Al recostarme en el asiento, me vino esta oración: “Querido Dios, enséñame a amar”. En aquel momento, sentí que toda la resistencia desaparecía, mientras sentía el amor de Dios por todos. Su gracia me embargó cuando abrí mi corazón para recibirla. Me sentí ansioso de dejar atrás mi desconcertante pasado. Sentí por primera vez que Dios me daba un amor genuino por mi mamá y por todos los otros miembros de la familia. El perdón inundó mi pensamiento, y lloré sintiendo un gran alivio.
No mucho después escuché una voz alegre: “¡Estoy tan contenta de mudarme más cerca de ti y de tu hermano!”.
Por un momento me quedé estupefacto. “¿Mamá?”
El amor de Dios nos había purificado a los dos. A partir de ese momento, mi madre fue amorosa, optimista y entusiasta. Su comportamiento fue totalmente contrario a la regresión mental que el doctor había pronosticado. Las visitas de fin de semana eran muy agradables, y ella expresó bondad y gratitud todo el año que le restó de vida.
Desde entonces, he atesorado esta verdad que comparte el libro de texto de la Ciencia Cristiana, Ciencia y Salud con la Llave de las Escrituras, por Mary Baker Eddy: “La oración que reforma al pecador y sana al enfermo es una fe absoluta en que todas las cosas son posibles para Dios, una comprensión espiritual de Él, un amor abnegado” (pág. 1).

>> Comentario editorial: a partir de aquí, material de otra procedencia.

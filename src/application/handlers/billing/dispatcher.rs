//! BillingEventDispatcher - finite table from event type to handler.

use std::collections::HashMap;
use std::sync::Arc;

use crate::application::services::UserService;
use crate::domain::billing::{
    BillingEventHandler, CreditGrantPolicy, PlanCatalog, PolarEventType, WebhookDispatcher,
};
use crate::ports::CreditTransactionRepository;

use super::{OrderPaidHandler, SubscriptionLifecycleHandler};

#[derive(Default)]
pub struct BillingEventDispatcher {
    handlers: HashMap<PolarEventType, Arc<dyn BillingEventHandler>>,
}

impl BillingEventDispatcher {
    pub fn new() -> Self {
        Self::default()
    }

    /// Table with the subscription lifecycle and paid-order handlers.
    pub fn standard(
        users: Arc<UserService>,
        transactions: Arc<dyn CreditTransactionRepository>,
        catalog: Arc<PlanCatalog>,
    ) -> Self {
        let lifecycle = SubscriptionLifecycleHandler::new(users.clone(), catalog.clone());
        let orders = OrderPaidHandler::new(users, transactions, CreditGrantPolicy::new(catalog));

        Self::new()
            .with_handler(Arc::new(lifecycle))
            .with_handler(Arc::new(orders))
    }

    /// Registers `handler` for every type it reports. A later registration
    /// for the same type replaces the earlier one.
    pub fn with_handler(mut self, handler: Arc<dyn BillingEventHandler>) -> Self {
        for event_type in handler.handles() {
            self.handlers.insert(event_type, handler.clone());
        }
        self
    }

    /// Known event types with no registered handler.
    pub fn unhandled_types(&self) -> Vec<PolarEventType> {
        PolarEventType::ALL
            .into_iter()
            .filter(|t| !self.handlers.contains_key(t))
            .collect()
    }
}

impl WebhookDispatcher for BillingEventDispatcher {
    fn get_handler(&self, event_type: &PolarEventType) -> Option<&dyn BillingEventHandler> {
        self.handlers.get(event_type).map(|h| h.as_ref())
    }
}
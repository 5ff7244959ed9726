//! Identity handlers.
//!
//! ## Commands
//! - Processing identity-provider webhooks (user created, updated, deleted)

mod handle_auth_webhook;

pub use handle_auth_webhook::{
    AuthWebhookError, HandleAuthWebhookCommand, HandleAuthWebhookHandler, HandleAuthWebhookResult,
};
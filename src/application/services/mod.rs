//! Application services shared by several handlers.

mod user_service;

pub use user_service::{
    CreditChangeOptions, UserService, UserServiceError, WELCOME_BONUS_DESCRIPTION,
};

Aquella oración en el avión, “Enséñame a amar”, representaba un amor desinteresado, el cual incluía dejar de estar absorto en mí mismo y de sentir autocompasión. Tanto mi mamá como yo fuimos bendecidos con esa oración. Sentí que mi madre finalmente descubrió la alegría que proviene de una vida inspirada por Dios, y yo finalmente recuperé a mi mamá. De hecho, sentí que, por primera vez, se cumplía mi deseo de toda la vida de sentir el afecto de una madre.
Verdaderamente, Dios es Amor, y nosotros individual y colectivamente expresamos este Amor. “Enséñame a amar” fue la oración perfecta para mí entonces, y continúa siéndolo hoy. Puesto que, como descubrí, no se trata simplemente de desear traer curación; consiste en ceder a Dios, abriendo el camino para recibir la respuesta del Amor. Para mí, esa respuesta incluyó, no solo redención para mí y mi mamá, sino un sentido perdurable de lo que es el amor verdadero y sanador, y cómo todos podemos vivirlo.